Saturday’s penultimate concert was entirely electroacoustic, with live performers aided by a variety of electronic media. Marcos Balter’s Cardinal for baritone saxophone received its world premiere. Aided by a healthy dose of delay and reverb, Dal Niente saxophonist Ryan Muncy let forth a stream of constantly clicking keys, with ghostly pitches emerging from a turbulent veil of air. Jeff Manchur performed Timothy Roy’s Wunderkind for toy piano and live electronics with sensitivity and power despite the diminutive size of the instrument. Carter John Rice’s Building Fractures employed samples of breaking objects, including glass and celery stalks, while mezzo-soprano Elizabeth Pearse sang a similarly disjointed text about the nature of fracturing. Pianist Stephanie Titus and flutist Elise Roy aided her splendidly. Matthew McBride-Daline played John Drumheller’s “The View From Dead Horse Point.” for viola and electronics. After a thick layer of effects brought the somber piece to a climax, it closed with a very simple melodic line and long delay that created a plaintive canon.

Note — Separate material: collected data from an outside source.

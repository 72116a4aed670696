// Throughput benchmarks for the scorer and classifier
use criterion::{black_box, criterion_group, criterion_main, BenchmarkId, Criterion};
use lexitag_core::{
    apply_classifier, apply_scorer, classify_text, score_text, DictionarySet,
    SentimentDictionary, Table,
};
use rand::prelude::*;

const FILLER: &[&str] = &[
    "the", "product", "arrived", "on", "time", "and", "was", "packed", "in", "a", "box",
    "support", "team", "answered", "my", "question", "price", "offer", "deal", "today",
];

const SIGNAL: &[&str] = &[
    "good", "great", "love", "bad", "terrible", "hate", "limited", "hurry", "exclusive",
    "vip", "premium", "members only", "act now",
];

fn generate_sentence(words: usize) -> String {
    let mut rng = rand::rng();
    (0..words)
        .map(|_| {
            let pool = if rng.random_range(0..5) == 0 { SIGNAL } else { FILLER };
            *pool.choose(&mut rng).unwrap_or(&"")
        })
        .collect::<Vec<_>>()
        .join(" ")
}

fn generate_table(rows: usize) -> Table {
    let rows = (0..rows)
        .map(|i| vec![i.to_string(), generate_sentence(24)])
        .collect();
    Table::new(vec!["id".to_string(), "text".to_string()], rows).unwrap()
}

fn benchmark_score_text(c: &mut Criterion) {
    let mut group = c.benchmark_group("score_text");
    let dictionary = SentimentDictionary::default();

    for words in [10, 100, 1000].iter() {
        let text = generate_sentence(*words);
        group.bench_with_input(BenchmarkId::new("words", words), &text, |b, text| {
            b.iter(|| score_text(black_box(Some(text.as_str())), &dictionary));
        });
    }

    group.finish();
}

fn benchmark_classify_text(c: &mut Criterion) {
    let mut group = c.benchmark_group("classify_text");
    let dictionaries = DictionarySet::default();

    for words in [10, 100, 1000].iter() {
        let text = generate_sentence(*words);
        group.bench_with_input(BenchmarkId::new("words", words), &text, |b, text| {
            b.iter(|| classify_text(black_box(Some(text.as_str())), &dictionaries));
        });
    }

    group.finish();
}

fn benchmark_apply(c: &mut Criterion) {
    let mut group = c.benchmark_group("apply");
    group.sample_size(20);

    let dictionary = SentimentDictionary::default();
    let dictionaries = DictionarySet::default();

    for rows in [1_000, 10_000].iter() {
        let table = generate_table(*rows);

        group.bench_with_input(BenchmarkId::new("scorer", rows), &table, |b, table| {
            b.iter(|| apply_scorer(black_box(table), "text", &dictionary).unwrap());
        });

        group.bench_with_input(BenchmarkId::new("classifier", rows), &table, |b, table| {
            b.iter(|| apply_classifier(black_box(table), "text", &dictionaries).unwrap());
        });
    }

    group.finish();
}

fn benchmark_csv(c: &mut Criterion) {
    let csv = generate_table(10_000).to_csv_string().unwrap();

    c.bench_function("csv_parse_10k", |b| {
        b.iter(|| Table::from_csv_bytes(black_box(csv.as_bytes())).unwrap());
    });
}

criterion_group!(
    benches,
    benchmark_score_text,
    benchmark_classify_text,
    benchmark_apply,
    benchmark_csv
);
criterion_main!(benches);
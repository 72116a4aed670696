//! Batch processing over a table's text column
//!
//! Both operations are pure: they clone the input table and add (or overwrite)
//! derived columns on the copy. The per-row work is a plain function of the
//! cell text, applied uniformly down the column.

use crate::classifier::classify_text;
use crate::dictionary::{DictionarySet, SentimentDictionary};
use crate::scorer::{score_text, SentimentLabel};
use crate::table::{format_bool, format_float, ColumnKind, Table};
use crate::{Error, Result};
use std::time::Instant;
use tracing::info;

pub const SENTIMENT_SCORE_COLUMN: &str = "sentiment_score";
pub const SENTIMENT_LABEL_COLUMN: &str = "sentiment_label";

pub fn count_column(dictionary: &str) -> String {
    format!("{}_count", dictionary)
}

pub fn present_column(dictionary: &str) -> String {
    format!("{}_present", dictionary)
}

pub fn matches_column(dictionary: &str) -> String {
    format!("{}_matches", dictionary)
}

fn text_column_index(table: &Table, column: &str) -> Result<usize> {
    table
        .column_index(column)
        .ok_or_else(|| Error::ColumnNotFound(column.to_string()))
}

/// Add `sentiment_score` and `sentiment_label` computed from `column`
pub fn apply_scorer(table: &Table, column: &str, dictionary: &SentimentDictionary) -> Result<Table> {
    let start = Instant::now();
    let index = text_column_index(table, column)?;

    let (scores, labels): (Vec<String>, Vec<String>) = (0..table.len())
        .map(|row| {
            let result = score_text(table.text_value(row, index), dictionary);
            (format_float(result.score), result.label.to_string())
        })
        .unzip();

    let mut output = table.clone();
    output.set_column(SENTIMENT_SCORE_COLUMN, ColumnKind::Float, scores)?;
    output.set_column(SENTIMENT_LABEL_COLUMN, ColumnKind::Text, labels)?;

    info!(
        rows = table.len(),
        column,
        elapsed_ms = start.elapsed().as_millis() as u64,
        "Sentiment analysis completed"
    );
    Ok(output)
}

/// Add `{d}_count`, `{d}_present` and `{d}_matches` for every dictionary `d`
pub fn apply_classifier(table: &Table, column: &str, dictionaries: &DictionarySet) -> Result<Table> {
    let start = Instant::now();
    let index = text_column_index(table, column)?;

    let classifications: Vec<_> = (0..table.len())
        .map(|row| classify_text(table.text_value(row, index), dictionaries))
        .collect();

    let mut output = table.clone();
    for name in dictionaries.names() {
        let mut counts = Vec::with_capacity(classifications.len());
        let mut present = Vec::with_capacity(classifications.len());
        let mut matches = Vec::with_capacity(classifications.len());

        for classification in &classifications {
            let result = classification.get(name).cloned().unwrap_or_default();
            counts.push(result.count.to_string());
            present.push(format_bool(result.present).to_string());
            matches.push(result.joined_matches());
        }

        output.set_column(&count_column(name), ColumnKind::Integer, counts)?;
        output.set_column(&present_column(name), ColumnKind::Boolean, present)?;
        output.set_column(&matches_column(name), ColumnKind::Text, matches)?;
    }

    info!(
        rows = table.len(),
        column,
        dictionaries = dictionaries.len(),
        elapsed_ms = start.elapsed().as_millis() as u64,
        "Classification completed"
    );
    Ok(output)
}

/// Rows of a scored table whose `sentiment_label` equals `label`
pub fn filter_by_label(table: &Table, label: SentimentLabel) -> Result<Table> {
    let index = table
        .column_index(SENTIMENT_LABEL_COLUMN)
        .ok_or_else(|| Error::ColumnNotFound(SENTIMENT_LABEL_COLUMN.to_string()))?;
    let label = label.as_str();
    Ok(table.filter_rows(|row| row[index] == label))
}
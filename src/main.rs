use anyhow::{anyhow, Context};
use clap::{Parser, Subcommand};
use lexitag_api::{AnalysisDefaults, RestApi};
use lexitag_core::{
    apply_classifier, apply_scorer, filter_by_label, ClassificationSummary, DictionarySet,
    SentimentDictionary, SentimentLabel, SentimentSummary, Table,
};
use std::io;
use std::path::{Path, PathBuf};
use std::sync::Arc;
use tracing::{info, Level};
use tracing_subscriber::FmtSubscriber;

/// Annotate CSV text with lexicon sentiment scores or dictionary matches
#[derive(Parser, Debug)]
#[command(name = "lexitag")]
#[command(about = "Annotate CSV text with sentiment scores or dictionary matches", long_about = None)]
struct Args {
    /// Log level
    #[arg(long, default_value = "info", global = true)]
    log_level: String,

    #[command(subcommand)]
    command: Command,
}

#[derive(Subcommand, Debug)]
enum Command {
    /// Add sentiment_score and sentiment_label columns
    Sentiment {
        /// Input CSV with a header row
        #[arg(short, long)]
        input: PathBuf,

        /// Text column to analyze
        #[arg(short, long)]
        column: String,

        /// Dictionary file(s) with `term[,tag]` lines; later files win on conflicts
        #[arg(short, long)]
        dictionary: Vec<PathBuf>,

        /// Keep only rows with this label (Positive, Neutral, Negative)
        #[arg(long)]
        label: Option<SentimentLabel>,

        /// Output CSV (stdout when omitted)
        #[arg(short, long)]
        output: Option<PathBuf>,
    },

    /// Add <name>_count, <name>_present and <name>_matches columns per dictionary
    Classify {
        /// Input CSV with a header row
        #[arg(short, long)]
        input: PathBuf,

        /// Text column to classify
        #[arg(short, long)]
        column: String,

        /// JSON file mapping dictionary names to term lists (replaces the built-ins)
        #[arg(long)]
        dictionaries: Option<PathBuf>,

        /// Add or replace one dictionary from a file with one term per line
        #[arg(long = "dict", value_name = "NAME=FILE")]
        dict: Vec<String>,

        /// Output CSV (stdout when omitted)
        #[arg(short, long)]
        output: Option<PathBuf>,
    },

    /// List the columns of a CSV and which of them hold text
    Columns {
        #[arg(short, long)]
        input: PathBuf,
    },

    /// Print the built-in dictionaries
    Dictionaries {
        /// Print the sentiment word lists instead of the classifier dictionaries
        #[arg(long)]
        sentiment: bool,
    },

    /// Run the HTTP API
    Serve {
        /// HTTP API port
        #[arg(long, default_value_t = 8501)]
        http_port: u16,

        /// Default sentiment dictionary file(s)
        #[arg(long)]
        dictionary: Vec<PathBuf>,

        /// Default classifier dictionaries (JSON)
        #[arg(long)]
        dictionaries: Option<PathBuf>,
    },
}

#[tokio::main]
async fn main() -> anyhow::Result<()> {
    let args = Args::parse();

    let log_level = match args.log_level.as_str() {
        "trace" => Level::TRACE,
        "debug" => Level::DEBUG,
        "info" => Level::INFO,
        "warn" => Level::WARN,
        "error" => Level::ERROR,
        _ => Level::INFO,
    };

    let subscriber = FmtSubscriber::builder()
        .with_max_level(log_level)
        .with_writer(io::stderr)
        .finish();
    tracing::subscriber::set_global_default(subscriber)?;

    match args.command {
        Command::Sentiment { input, column, dictionary, label, output } => {
            let table = load_table(&input)?;
            let dictionary = load_sentiment_dictionary(&dictionary)?;
            info!(
                "Using dictionary: {} positive, {} negative words",
                dictionary.positive_count(),
                dictionary.negative_count()
            );

            let scored = apply_scorer(&table, &column, &dictionary)?;
            info!("{}", SentimentSummary::compute(&scored)?);

            let scored = match label {
                Some(label) => filter_by_label(&scored, label)?,
                None => scored,
            };
            write_table(&scored, output.as_deref())?;
        }
        Command::Classify { input, column, dictionaries, dict, output } => {
            let table = load_table(&input)?;
            let dictionaries = load_dictionary_set(dictionaries.as_deref(), &dict)?;
            for (name, terms) in dictionaries.iter() {
                info!("Dictionary {}: {} terms", name, terms.len());
            }

            let classified = apply_classifier(&table, &column, &dictionaries)?;
            for entry in ClassificationSummary::compute(&classified, &dictionaries)?.entries {
                info!(
                    "{}: {}/{} ({:.1}%)",
                    entry.display_name, entry.present, entry.total, entry.percentage
                );
            }
            write_table(&classified, output.as_deref())?;
        }
        Command::Columns { input } => {
            let table = load_table(&input)?;
            for column in table.columns() {
                println!("{}\t{:?}", column.name, column.kind);
            }
            println!("text columns: {}", table.text_columns().join(", "));
        }
        Command::Dictionaries { sentiment } => {
            if sentiment {
                let terms = SentimentDictionary::default().to_terms();
                println!("{}", serde_json::to_string_pretty(&terms)?);
            } else {
                println!("{}", DictionarySet::default().to_json()?);
            }
        }
        Command::Serve { http_port, dictionary, dictionaries } => {
            let defaults = Arc::new(AnalysisDefaults {
                sentiment: load_sentiment_dictionary(&dictionary)?,
                dictionaries: load_dictionary_set(dictionaries.as_deref(), &[])?,
            });
            serve(defaults, http_port).await;
        }
    }

    Ok(())
}

/// Load a dataset and make sure there is something to analyze
fn load_table(path: &Path) -> anyhow::Result<Table> {
    let table = Table::from_csv_path(path)
        .with_context(|| format!("Error reading file {:?}", path))?;
    let text_columns = table.require_text_columns()?;
    info!(
        "Loaded dataset with {} rows and {} columns (text columns: {})",
        table.len(),
        table.columns().len(),
        text_columns.join(", ")
    );
    Ok(table)
}

fn load_sentiment_dictionary(paths: &[PathBuf]) -> anyhow::Result<SentimentDictionary> {
    if paths.is_empty() {
        return Ok(SentimentDictionary::default());
    }

    let mut dictionary = SentimentDictionary::empty();
    for path in paths {
        let loaded = SentimentDictionary::from_file(path)
            .with_context(|| format!("Error reading dictionary {:?}", path))?;
        dictionary.merge(&loaded);
    }
    Ok(dictionary)
}

fn load_dictionary_set(json: Option<&Path>, extra: &[String]) -> anyhow::Result<DictionarySet> {
    let mut dictionaries = match json {
        Some(path) => DictionarySet::load_json(path)
            .with_context(|| format!("Error reading dictionaries {:?}", path))?,
        None => DictionarySet::default(),
    };

    for entry in extra {
        let (name, path) = parse_dictionary_arg(entry)?;
        let terms = std::fs::read_to_string(path)
            .with_context(|| format!("Error reading dictionary {:?}", path))?;
        if dictionaries.insert(name, &terms)? {
            info!("Replaced dictionary {}", name);
        }
    }

    Ok(dictionaries)
}

/// Split a `--dict NAME=FILE` argument
fn parse_dictionary_arg(entry: &str) -> anyhow::Result<(&str, &str)> {
    match entry.split_once('=') {
        Some((name, path)) if !name.trim().is_empty() && !path.is_empty() => {
            Ok((name.trim(), path))
        }
        _ => Err(anyhow!("Expected NAME=FILE, got {:?}", entry)),
    }
}

fn write_table(table: &Table, output: Option<&Path>) -> anyhow::Result<()> {
    match output {
        Some(path) => {
            table.to_csv_path(path)?;
            info!("Wrote {} rows to {:?}", table.len(), path);
        }
        None => table.write_csv(io::stdout().lock())?,
    }
    Ok(())
}

async fn serve(defaults: Arc<AnalysisDefaults>, http_port: u16) {
    info!("Starting lexitag v{}", env!("CARGO_PKG_VERSION"));

    let http_handle = std::thread::spawn(move || {
        info!("Starting HTTP server on port {}", http_port);
        let sys = actix_web::rt::System::new();
        sys.block_on(async {
            if let Err(e) = RestApi::start(defaults, http_port).await {
                tracing::error!("HTTP server error: {}", e);
            }
        })
    });

    info!("HTTP API: http://localhost:{}/", http_port);

    tokio::select! {
        _ = tokio::signal::ctrl_c() => {
            info!("Shutdown signal received");
        }
        _ = tokio::task::spawn_blocking(move || {
            http_handle.join().ok();
        }) => {
            info!("HTTP server stopped");
        }
    }

    info!("Shutting down...");
}

#[cfg(test)]
mod tests {
    use super::*;
    use std::fs;

    #[test]
    fn test_parse_dictionary_arg() {
        assert_eq!(parse_dictionary_arg("pricing=terms.txt").unwrap(), ("pricing", "terms.txt"));
        assert_eq!(parse_dictionary_arg(" vip =a=b.txt").unwrap(), ("vip", "a=b.txt"));

        for bad in ["pricing", "=terms.txt", "pricing=", ""] {
            assert!(parse_dictionary_arg(bad).is_err(), "{:?}", bad);
        }
    }

    #[test]
    fn test_load_dictionary_set_adds_and_replaces() {
        let dir = tempfile::tempdir().unwrap();
        let urgency = dir.path().join("urgency.txt");
        let pricing = dir.path().join("pricing.txt");
        fs::write(&urgency, "Now\nsoon\n").unwrap();
        fs::write(&pricing, "sale\n").unwrap();

        let extra = vec![
            format!("urgency_marketing={}", urgency.display()),
            format!("pricing={}", pricing.display()),
        ];
        let dictionaries = load_dictionary_set(None, &extra).unwrap();

        assert_eq!(
            dictionaries.names().collect::<Vec<_>>(),
            vec!["urgency_marketing", "exclusive_marketing", "pricing"]
        );
        assert_eq!(dictionaries.terms_text("urgency_marketing").unwrap(), "now\nsoon");
        assert_eq!(dictionaries.terms_text("pricing").unwrap(), "sale");
    }

    #[test]
    fn test_load_dictionary_set_errors() {
        assert!(load_dictionary_set(None, &["no-separator".to_string()]).is_err());
        assert!(load_dictionary_set(None, &["x=/nonexistent/terms.txt".to_string()]).is_err());
    }
}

The BGSU Wind Ensemble and Philharmonia performed the final concert of the festival on Saturday evening. The first half’s highlight was The Shadow of Sirius by Joel Puckett, with Conor Nelson as flute soloist. Rich, low chords from the ensemble supported Nelson’s lyrical playing, and the Wind Ensemble’s flute section interjected occasionally with floating melodic cells from around the hall. The second half featured, among works by Cindy McTee and Shen Yiwen, the world premiere of Braxton Blake’s clarinet concerto Aria and Toccata, performed by Kevin Schempf with clear phrasing and virtuosity.
It’s not too soon to be planning to attend next year’s Bowling Green New Music Festival when the featured artists will be composer Paul Dresher and the Pul Dresher Ensemble.